Satellites show Earth is greener

Daily observations from space for nearly 2 decades indicate that our planet is getting greener.

WINNERS AND LOSERS. In 1999, rain forests in central Africa and the Amazon produced more vegetation (green shades) in the early 1980s. Siberia and southern China, on the other hand, produced less greenery (red shades) in 1999. Science

Satellites gathered data from 1982 to 1999, measuring the amount of chlorophyll on Earth. Analyses show that Earth’s net primary production–a measure of how much foliage plants generate and, by inference, the amount of carbon dioxide they absorb–jumped about 6 percent over the period. On a global basis, land plants pulled 12.5 billion metric tons more carbon dioxide from the air in 1999 than they did 18 years earlier, says Ramakrishna R. Nemani of the University of Montana in Missoula.
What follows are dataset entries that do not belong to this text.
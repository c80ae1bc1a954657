use thiserror::Error;

/// Failures of a single classification request.
///
/// The `Display` output of each variant is exactly the line shown to the
/// user, so callers can surface an error with plain `to_string()`:
/// - non-2xx response: "Server Error: 500"
/// - transport / body decode failure: "Error: <message>"
/// - unreadable file: "Error: <message>"
#[derive(Error, Debug)]
pub enum ClassifyError {
    /// The endpoint answered with a non-success HTTP status
    #[error("Server Error: {0}")]
    ServerStatus(u16),

    /// Network failure, or the response body was not valid JSON
    #[error("Error: {0}")]
    Request(#[from] reqwest::Error),

    /// The selected file could not be read
    #[error("Error: {0}")]
    Io(#[from] std::io::Error),
}

#[cfg(test)]
mod tests {
    use super::*;

    #[test]
    fn test_server_status_display() {
        let err = ClassifyError::ServerStatus(500);
        assert_eq!(err.to_string(), "Server Error: 500");
    }

    #[test]
    fn test_io_error_display_is_prefixed() {
        let io = std::io::Error::new(std::io::ErrorKind::NotFound, "no such file");
        let err = ClassifyError::from(io);
        assert_eq!(err.to_string(), "Error: no such file");
    }
}
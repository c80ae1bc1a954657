/// Verdict derivation from the classification response
///
/// The API describes its decision in a free-form `description` string.
/// Only two phrases are recognized; everything else is surfaced as-is.
use std::fmt;

use serde_json::Value;

/// Phrase the backend emits when it flags a manipulated image
const DEEPFAKE_PHRASE: &str = "Deepfake Detected.";

/// Phrase the backend emits when the image looks authentic
const REAL_PHRASE: &str = "This is a real image";

/// Human-readable outcome of one classification.
#[derive(Debug, Clone, PartialEq, Eq)]
pub enum Verdict {
    /// The description contained the deepfake phrase
    Deepfake,
    /// The description contained the real-image phrase
    Real,
    /// A description was present but matched neither phrase
    Uncertain(String),
    /// The payload had no usable `description` field
    Unexpected,
}

impl Verdict {
    /// Derive a verdict from the decoded response payload.
    ///
    /// The deepfake phrase is checked first, so a description containing
    /// both phrases still reads as a detection. A missing `description`,
    /// or one that is not a string, yields `Unexpected`.
    pub fn from_payload(payload: &Value) -> Self {
        match payload.get("description").and_then(Value::as_str) {
            None => Verdict::Unexpected,
            Some(description) if description.contains(DEEPFAKE_PHRASE) => Verdict::Deepfake,
            Some(description) if description.contains(REAL_PHRASE) => Verdict::Real,
            Some(description) => Verdict::Uncertain(description.to_string()),
        }
    }

    /// Whether this verdict should render in the danger color
    pub fn is_deepfake(&self) -> bool {
        matches!(self, Verdict::Deepfake)
    }

    /// Whether this verdict should render in the success color
    pub fn is_real(&self) -> bool {
        matches!(self, Verdict::Real)
    }
}

impl fmt::Display for Verdict {
    fn fmt(&self, f: &mut fmt::Formatter<'_>) -> fmt::Result {
        match self {
            Verdict::Deepfake => write!(f, "Deepfake detected"),
            Verdict::Real => write!(f, "Image is real"),
            Verdict::Uncertain(description) => write!(f, "Uncertain result: {}", description),
            Verdict::Unexpected => write!(f, "Unexpected API response."),
        }
    }
}
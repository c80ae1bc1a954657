/// Upload-and-classify client
///
/// One request per upload: the selected file goes out as a multipart form
/// (single part named `file`) and the JSON reply comes back paired with the
/// verdict derived from its `description` field. No retries and no timeout:
/// the request waits as long as the remote service takes.
use std::path::{Path, PathBuf};

use serde_json::Value;

use super::error::ClassifyError;
use super::verdict::Verdict;

/// The fixed remote classification endpoint
pub const PREDICT_ENDPOINT: &str =
    "https://deepfake-fastapi-backend.azurewebsites.net/predict_deepfake";

/// Outcome of a successful request: the derived verdict plus the decoded
/// response body, preserved verbatim for the details panel.
#[derive(Debug, Clone)]
pub struct Analysis {
    pub verdict: Verdict,
    pub payload: Value,
}

/// Send an image to the production classification endpoint
pub async fn classify_image(path: PathBuf) -> Result<Analysis, ClassifyError> {
    classify_image_at(PREDICT_ENDPOINT, path).await
}

/// Send an image to an arbitrary endpoint (tests point this at a local stub)
pub async fn classify_image_at(
    endpoint: &str,
    path: PathBuf,
) -> Result<Analysis, ClassifyError> {
    let file_name = display_file_name(&path);
    let bytes = tokio::fs::read(&path).await?;

    println!("📤 Uploading {} ({} bytes) for classification...", file_name, bytes.len());

    let part = reqwest::multipart::Part::bytes(bytes)
        .file_name(file_name)
        .mime_str(mime_for(&path))?;
    let form = reqwest::multipart::Form::new().part("file", part);

    let client = reqwest::Client::new();
    let response = client.post(endpoint).multipart(form).send().await?;

    let status = response.status();
    if !status.is_success() {
        eprintln!("❌ Classifier answered with HTTP {}", status.as_u16());
        return Err(ClassifyError::ServerStatus(status.as_u16()));
    }

    let payload: Value = response.json().await?;
    let verdict = Verdict::from_payload(&payload);

    println!("🧠 Verdict: {}", verdict);

    Ok(Analysis { verdict, payload })
}

/// File name to place in the multipart part (and in log lines)
fn display_file_name(path: &Path) -> String {
    path.file_name()
        .map(|name| name.to_string_lossy().to_string())
        .unwrap_or_else(|| "upload".to_string())
}

/// Guess a MIME type from the file extension.
/// The picker filters to these formats; anything else (a drag-and-dropped
/// arbitrary file) is sent as an opaque blob and left to the server.
fn mime_for(path: &Path) -> &'static str {
    let extension = path
        .extension()
        .map(|ext| ext.to_string_lossy().to_lowercase())
        .unwrap_or_default();

    match extension.as_str() {
        "png" => "image/png",
        "jpg" | "jpeg" => "image/jpeg",
        "gif" => "image/gif",
        "webp" => "image/webp",
        "bmp" => "image/bmp",
        _ => "application/octet-stream",
    }
}
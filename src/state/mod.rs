/// State management module
///
/// This module handles all application state, including:
/// - The upload/result session state machine (session.rs)
/// - Request tokens guarding against overlapping uploads

pub mod session;

pub use session::{Phase, RequestToken, Session};
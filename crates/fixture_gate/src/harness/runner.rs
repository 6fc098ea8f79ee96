//! Orchestrator - Ordered, fail-fast execution of a case registry
//!
//! For each case, Standard then MemCheck, the orchestrator builds, runs and
//! compares the fixture. A pass cleans up and moves on; the first failure of
//! any kind is reported and halts the run with its files left in place.
//!
//! Every fixture is validated before the first build, so a missing directory
//! or expected-output file aborts the run without producing any case report.

use std::fs;
use std::path::{Path, PathBuf};
use std::time::{Duration, Instant};

use serde::Serialize;
use tracing::{info, info_span, warn};

use super::cleanup::cleanup;
use super::comparison::{CompareResult, OutputComparator};
use super::execution::execute;
use super::fixtures::{FixtureContext, FixtureFiles};
use super::logging::Reporter;
use super::registry::{CaseId, CaseRegistry, Variant};
use super::toolchain::Toolchain;
use crate::error::{ConfigError, EXIT_ALL_PASSED, EXIT_CASE_FAILED, GateResult};

/// Result of a single case/variant
#[derive(Debug, Clone, PartialEq, Eq, Serialize)]
#[serde(tag = "status", rename_all = "snake_case")]
pub enum CaseStatus {
    /// Output matched the expected answer
    Passed,
    /// Output did not match
    WrongAnswer { detail: String },
    /// The toolchain did not produce an artifact
    BuildFailed {
        reason: String,
        diagnostics: Option<String>,
    },
    /// The artifact could not be started
    LaunchFailed { reason: String },
}

impl CaseStatus {
    pub fn is_pass(&self) -> bool {
        matches!(self, CaseStatus::Passed)
    }

    /// Get the string name of the status
    pub fn as_str(&self) -> &'static str {
        match self {
            CaseStatus::Passed => "passed",
            CaseStatus::WrongAnswer { .. } => "wrong_answer",
            CaseStatus::BuildFailed { .. } => "build_failed",
            CaseStatus::LaunchFailed { .. } => "launch_failed",
        }
    }

    /// One-line explanation for failures
    pub fn detail(&self) -> Option<&str> {
        match self {
            CaseStatus::Passed => None,
            CaseStatus::WrongAnswer { detail } => Some(detail),
            CaseStatus::BuildFailed { reason, .. } | CaseStatus::LaunchFailed { reason } => {
                Some(reason)
            }
        }
    }
}

/// Outcome of one case/variant
#[derive(Debug, Clone, PartialEq, Eq, Serialize)]
pub struct CaseOutcome {
    pub case: CaseId,
    pub variant: Variant,
    #[serde(flatten)]
    pub status: CaseStatus,
    /// Run time of the artifact, when it ran
    pub duration: Option<Duration>,
    /// Artifact exit code, when it ran and was not killed by a signal
    pub exit_code: Option<i32>,
}

impl CaseOutcome {
    fn new(ctx: &FixtureContext, status: CaseStatus) -> Self {
        Self {
            case: ctx.case().clone(),
            variant: ctx.variant(),
            status,
            duration: None,
            exit_code: None,
        }
    }

    pub fn passed(&self) -> bool {
        self.status.is_pass()
    }
}

/// Aggregate verdict of a run
#[derive(Debug, Clone, PartialEq, Eq, Serialize)]
#[serde(tag = "verdict", rename_all = "snake_case")]
pub enum Verdict {
    /// Every case passed in both variants
    AllPassed,
    /// The run halted at this case/variant
    Failed { case: CaseId, variant: Variant },
}

/// Ordered outcomes plus the final verdict
#[derive(Debug, Clone, PartialEq, Eq, Serialize)]
pub struct RunReport {
    pub outcomes: Vec<CaseOutcome>,
    #[serde(flatten)]
    pub verdict: Verdict,
    /// Wall-clock time of the whole run
    pub duration: Duration,
}

impl RunReport {
    pub fn all_passed(&self) -> bool {
        self.verdict == Verdict::AllPassed
    }

    /// The outcome that halted the run, if any
    pub fn failure(&self) -> Option<&CaseOutcome> {
        self.outcomes.iter().find(|o| !o.passed())
    }

    /// Process exit code for this report
    pub fn exit_code(&self) -> u8 {
        if self.all_passed() {
            EXIT_ALL_PASSED
        } else {
            EXIT_CASE_FAILED
        }
    }
}

/// Drives a case registry through build, execution and comparison
pub struct Orchestrator<T> {
    registry: CaseRegistry,
    toolchain: T,
    data_root: PathBuf,
    files: FixtureFiles,
    comparator: OutputComparator,
    show_output_on_failure: bool,
}

impl<T: Toolchain> Orchestrator<T> {
    /// Create an orchestrator over fixtures under `data_root`
    pub fn new(registry: CaseRegistry, toolchain: T, data_root: impl Into<PathBuf>) -> Self {
        Self {
            registry,
            toolchain,
            data_root: data_root.into(),
            files: FixtureFiles::default(),
            comparator: OutputComparator::new(),
            show_output_on_failure: false,
        }
    }

    /// Use custom fixture file names
    pub fn with_files(mut self, files: FixtureFiles) -> Self {
        self.files = files;
        self
    }

    /// Use a custom comparator
    pub fn with_comparator(mut self, comparator: OutputComparator) -> Self {
        self.comparator = comparator;
        self
    }

    /// Echo captured output to the reporter when a fixture mismatches
    pub fn show_output_on_failure(mut self, enabled: bool) -> Self {
        self.show_output_on_failure = enabled;
        self
    }

    pub fn registry(&self) -> &CaseRegistry {
        &self.registry
    }

    pub fn toolchain(&self) -> &T {
        &self.toolchain
    }

    pub fn data_root(&self) -> &Path {
        &self.data_root
    }

    /// Check the fixture file names, then resolve and validate every fixture
    /// context, in execution order
    ///
    /// Paths are made absolute so child processes, which run inside the
    /// fixture directory, see the same files.
    pub fn preflight(&self) -> Result<Vec<FixtureContext>, ConfigError> {
        self.files.validate()?;
        let root = std::path::absolute(&self.data_root).map_err(|_| {
            ConfigError::MissingFixtureDir {
                path: self.data_root.clone(),
            }
        })?;
        let contexts: Vec<_> = self.registry.fixtures(&root, &self.files).collect();
        for ctx in &contexts {
            ctx.validate()?;
        }
        Ok(contexts)
    }

    /// Run every case in order, stopping at the first failure
    pub fn run(&self, reporter: &mut Reporter) -> GateResult<RunReport> {
        let start = Instant::now();
        let contexts = self.preflight()?;
        info!(
            cases = self.registry.len(),
            data_root = %self.data_root.display(),
            "starting run"
        );

        let mut outcomes = Vec::with_capacity(contexts.len());
        let mut halted_at = None;
        for ctx in &contexts {
            let span = info_span!("fixture", case = %ctx.case(), variant = %ctx.variant());
            let _enter = span.enter();

            let outcome = self.run_fixture(ctx)?;
            reporter.outcome(&outcome);

            if outcome.passed() {
                cleanup(ctx)?;
                outcomes.push(outcome);
                continue;
            }

            warn!(status = outcome.status.as_str(), "halting run");
            if self.show_output_on_failure {
                self.echo_captured(ctx, &outcome, reporter);
            }
            halted_at = Some((ctx.case().clone(), ctx.variant()));
            outcomes.push(outcome);
            break;
        }

        let completed_all = halted_at.is_none();
        let verdict = match halted_at {
            Some((case, variant)) => Verdict::Failed { case, variant },
            None => Verdict::AllPassed,
        };

        let report = RunReport {
            outcomes,
            verdict,
            duration: start.elapsed(),
        };
        reporter.finish(&report);
        info!(
            all_passed = completed_all,
            duration_ms = report.duration.as_secs_f64() * 1000.0,
            "run finished"
        );
        Ok(report)
    }

    /// Build, execute and compare one fixture
    fn run_fixture(&self, ctx: &FixtureContext) -> GateResult<CaseOutcome> {
        let artifact = match self.toolchain.build(ctx) {
            Ok(artifact) => artifact,
            Err(e) => {
                let status = CaseStatus::BuildFailed {
                    reason: e.to_string(),
                    diagnostics: e.stderr().map(str::to_string),
                };
                return Ok(CaseOutcome::new(ctx, status));
            }
        };

        let execution = match execute(ctx, &artifact) {
            Ok(execution) => execution,
            Err(e) => {
                let status = CaseStatus::LaunchFailed {
                    reason: e.to_string(),
                };
                return Ok(CaseOutcome::new(ctx, status));
            }
        };
        info!(
            duration_ms = execution.duration.as_secs_f64() * 1000.0,
            exit_code = ?execution.exit_code,
            "executed"
        );

        let comparison = self
            .comparator
            .compare_files(ctx.captured(), ctx.expected(), ctx.log())?;
        let status = match comparison.result {
            CompareResult::Equal => CaseStatus::Passed,
            CompareResult::Different(diff) => CaseStatus::WrongAnswer {
                detail: diff.describe(),
            },
        };

        Ok(CaseOutcome {
            case: ctx.case().clone(),
            variant: ctx.variant(),
            status,
            duration: Some(execution.duration),
            exit_code: execution.exit_code,
        })
    }

    fn echo_captured(&self, ctx: &FixtureContext, outcome: &CaseOutcome, reporter: &mut Reporter) {
        if !matches!(outcome.status, CaseStatus::WrongAnswer { .. }) {
            return;
        }
        match fs::read(ctx.captured()) {
            Ok(bytes) => reporter.captured_output(outcome, &String::from_utf8_lossy(&bytes)),
            Err(e) => warn!(error = %e, "could not read captured output"),
        }
    }
}
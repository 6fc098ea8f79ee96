#![allow(clippy::all)]
#![allow(clippy::nursery)]
#![allow(clippy::pedantic)]
#![allow(clippy::style)]
//! Fixture Gate
//!
//! An ordered, fail-fast harness that checks solution programs against
//! on-disk fixtures. Each case is built, executed and compared twice, once
//! as a plain timed run and once as an instrumented memory-check run, and the
//! run halts at the first case/variant that fails.
//!
//! ## Architecture
//!
//! The harness provides:
//! - **CaseRegistry**: The fixed, ordered list of cases
//! - **FixtureContext**: Immutable paths for one case/variant
//! - **Toolchain**: Build step behind a trait, with a compiler implementation
//! - **OutputComparator**: Whitespace-insensitive comparison with diffs
//! - **Orchestrator**: The fail-fast state machine producing a `RunReport`
//! - **Reporter**: Human or JSON console output
//!
//! ## Fixture layout
//!
//! ```text
//! <root>/data/<name>/            code.cpp  answer.txt
//! <root>/data/<name>.memcheck/   code.cpp  answer.txt
//! ```
//!
//! ## Usage
//!
//! ```rust,ignore
//! use fixture_gate::prelude::*;
//!
//! let config = GateConfig::default();
//! let orchestrator = config.orchestrator(Path::new("."))?;
//! let report = orchestrator.run(&mut config.reporter())?;
//! std::process::exit(i32::from(report.exit_code()));
//! ```

#![forbid(unsafe_code)]

pub mod cli;
pub mod config;
pub mod error;
pub mod harness;

pub use config::GateConfig;
pub use error::{GateError, GateResult};

/// Prelude for convenient imports
pub mod prelude {
    pub use crate::config::GateConfig;
    pub use crate::error::{
        BuildError, CleanupError, ComparisonError, ConfigError, ExecutionError, GateError,
        GateResult,
    };
    pub use crate::harness::{
        BuildArtifact, CaseId, CaseOutcome, CaseRegistry, CaseStatus, CompareResult,
        CompilerToolchain, FixtureContext, FixtureFiles, Orchestrator, OutputComparator,
        OutputFormat, Reporter, RunReport, Toolchain, ToolchainConfig, Variant, Verdict,
        WhitespaceMode,
    };
}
Although the concentration of carbon dioxide in Earth’s atmosphere rose about 9 percent during that period, not all of the extra greenery stemmed from that gas’ fertilizing effect. For example, large swaths of India received extra rainfall in the 1990s from that decade’s strong monsoons, says Nemani. Also, decreased cloud cover over Amazonian rain forests enabled the trees there to slurp up 5 billion more metric tons of carbon dioxide in 1999 than they did in 1982.

Net primary production in some regions did decline from 1982 to 1999. Cooling in Siberia led to a shorter growing season there, and a drop in precipitation in northern Mexico and the southwestern United States stunted growth of vegetation.

Nemani and his colleagues report their analyses in the June 6 Science.